And for me those lines are important. I am also going to run a test with sensevoice maybe that can beat whisper. But, Moonshine right now is third on my list.

guynich · 2024-10-27T10:32:51Z

@sleepingcat4 thank you for checking the branch code! I'm authoring the live captions script. To compare this script, (which in current form provides a console user interface that emulates streaming-style live captions with very frequent console refreshes), with faster-whisper speech chunking method requires script changes. To my knowledge they both use the silero-vad iterator class. I'll come back to this issue thread with a summary of suggestions after checking.

edited: replaced GUI with console user interface.

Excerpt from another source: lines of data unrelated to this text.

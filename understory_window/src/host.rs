// Copyright 2025 the Understory Authors
// SPDX-License-Identifier: Apache-2.0 OR MIT

//! Collaborators owned by the windowing substrate.

use core::fmt;

use crate::attributes::AttributeRecord;
use crate::types::Token;

/// The service that owns on-screen surfaces.
///
/// Binding a manager to a window does not make the window visible; the
/// window only uses it to add dependent windows such as panels.
pub trait WindowManager: fmt::Debug {
    /// Adds a window described by `attrs`.
    ///
    /// `attrs` has already been through sub-window derivation.
    fn add_window(&mut self, attrs: &AttributeRecord);
}

/// The root surface a window materializes.
pub trait DecorSurface: fmt::Debug {
    /// Identity token of the surface, once it is attached to the substrate.
    fn window_token(&self) -> Option<Token>;
}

guynich · 2024-10-27T13:49:49Z

@sleepingcat4
Faster-whisper transcriber includes methods to transcribe segments of speech into text. It uses code adapted from silero-vad, see:
https://github.com/SYSTRAN/faster-whisper/blob/c2a1da1bd94e002c38487c91c2f6b50a048000cf/faster_whisper/vad.py#L13C1-L13C73.
I was mistaken in thinking faster-whisper uses the VADIterator class though I do see similarities in faster-whisper’s adapted code. Moonshine repo does not have currently an equivalent speech segmentation method.

A suggestion to directly compare faster-whisper and Moonshine models when testing on audio file examples is to adapt faster-whisper code for use with Moonshine models., e.g.: adapt code from
https://github.com/SYSTRAN/faster-whisper/blob/master/faster_whisper/transcribe.py.
We don’t have currently a plan for this in our repo.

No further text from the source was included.